The ballast is generally the water in which the vessel is floating at the time of ballasting, such as seawater, pumped into ballast tanks. Depending on the type of vessel, the tanks can be double bottom (extending across the breadth of the vessel), wing tanks (located on the outboard area from keel to deck) or hopper tanks (occupying the upper corner section between hull and main deck). These ballast tanks are connected to pumps that pump water in or out. Crews fill these tanks to add weight to the ship and improve its stability when it isn't carrying cargo. In extreme conditions, a crew may pump ballast water into dedicated cargo spaces to add extra weight during heavy weather or to pass under low bridges.

== Submarines ==

Ballast tank locations on a submarine.

In submersibles and submarines, ballast tanks are used to control the buoyancy of the vessel.

Some submersibles, such as bathyscaphes, dive and re-surface solely by controlling their buoyancy. They flood ballast tanks to submerge, then to re-surface either drop discardable ballast weights, or use stored compressed air to blow their ballast tanks clear of water, becoming buoyant again.

Submarines are larger, more sophisticated and have powerful underwater propulsion.
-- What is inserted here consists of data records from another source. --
//! Common utilities and helper functions
//!
//! This module provides shared utilities used across the application.

pub mod error;
pub mod retry;

use regex::Regex;
use std::sync::OnceLock;

/// Normalize whitespace in text
pub fn normalize_whitespace(text: &str) -> String {
    static WHITESPACE_RE: OnceLock<Regex> = OnceLock::new();

    let re = WHITESPACE_RE.get_or_init(|| Regex::new(r"\s+").expect("Invalid regex pattern"));

    re.replace_all(text.trim(), " ").to_string()
}

/// Truncate text to at most `max_chars` characters, appending "..." when cut
pub fn truncate_text(text: &str, max_chars: usize) -> String {
    if text.chars().count() <= max_chars {
        text.to_string()
    } else {
        let truncated: String = text.chars().take(max_chars.saturating_sub(3)).collect();
        format!("{truncated}...")
    }
}

/// Lowercase and check whether `haystack` contains any of `needles`
pub fn contains_any_phrase(haystack: &str, needles: &[String]) -> bool {
    let haystack = haystack.to_lowercase();
    needles
        .iter()
        .any(|needle| !needle.is_empty() && haystack.contains(&needle.to_lowercase()))
}
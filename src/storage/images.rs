//! Image acquisition for aggregated items
//!
//! Bytes are written as served; the extension comes from the response
//! `content-type`. Each download is independent: one failure leaves that
//! item's `image_path` empty and the batch moves on.

use anyhow::{Context, Result};
use bytes::Bytes;
use reqwest::header::CONTENT_TYPE;
use reqwest::Client;
use std::path::PathBuf;
use std::time::Duration;

use crate::config::ImageConfig;
use crate::models::{Item, StepOutcome};
use crate::utils::error::ImageFetchError;

/// File extension for a served content type (`png`, `webp`, else `jpg`)
pub fn extension_for(content_type: Option<&str>) -> &'static str {
    let content_type = content_type.unwrap_or_default().to_ascii_lowercase();
    if content_type.contains("png") {
        "png"
    } else if content_type.contains("webp") {
        "webp"
    } else {
        "jpg"
    }
}

/// Downloads item images into a local directory
pub struct ImageDownloader {
    client: Client,
    config: ImageConfig,
}

impl ImageDownloader {
    pub fn with_config(config: ImageConfig) -> Result<Self> {
        let client = Client::builder()
            .timeout(Duration::from_secs(config.timeout_secs))
            .build()
            .context("Failed to create HTTP client")?;

        Ok(Self { client, config })
    }

    /// Output directory
    pub fn dir(&self) -> &std::path::Path {
        &self.config.dir
    }

    /// Download every item's image; one outcome per item, in order
    ///
    /// Items are numbered from 1 in the order given, whether or not they
    /// carry an image URL.
    pub async fn download_all(&self, items: &mut [Item]) -> Vec<StepOutcome> {
        let mut outcomes = Vec::with_capacity(items.len());

        for (idx, item) in items.iter_mut().enumerate() {
            let Some(url) = item.image_url.clone() else {
                outcomes.push(StepOutcome::NotAttempted);
                continue;
            };

            match self.download(&url, idx + 1).await {
                Ok(path) => {
                    tracing::info!(url = %url, path = %path.display(), "Saved image");
                    item.image_path = Some(path);
                    outcomes.push(StepOutcome::Succeeded);
                }
                Err(e) => {
                    tracing::warn!(url = %url, error = %e, "Image download failed");
                    item.image_path = None;
                    outcomes.push(StepOutcome::failed(e));
                }
            }
        }

        outcomes
    }

    /// Fetch one image and write it as `{prefix}_{index}.{ext}`
    pub async fn download(&self, url: &str, index: usize) -> Result<PathBuf, ImageFetchError> {
        let response = self.client.get(url).send().await?;

        let status = response.status();
        if !status.is_success() {
            return Err(ImageFetchError::Status(status.as_u16()));
        }

        let ext = extension_for(
            response
                .headers()
                .get(CONTENT_TYPE)
                .and_then(|value| value.to_str().ok()),
        );
        let bytes: Bytes = response.bytes().await?;

        tokio::fs::create_dir_all(&self.config.dir).await?;
        let path = self
            .config
            .dir
            .join(format!("{}_{}.{}", self.config.prefix, index, ext));
        tokio::fs::write(&path, &bytes).await?;

        Ok(path)
    }
}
They must travel horizontal distances submerged, require precise control of depth, yet do not descend so deeply, nor need to dive vertically on station. Their primary means of controlling depth are their diving planes (hydroplanes in UK), in combination with forward motion. At the surface the ballast tanks are emptied to give positive buoyancy. When diving, the main ballast tanks are flooded to achieve approximately neutral buoyancy. Depth control tanks are used for fine control of buoyancy by pumping water in or out to compensate for variations in weight. Ballast water can be transferred between trim tanks to balance the vessel in horizontal trim. The planes are then adjusted together to drive the hull downwards, while still level. For a steeper dive, the stern planes may be reversed and used to pitch the hull downwards.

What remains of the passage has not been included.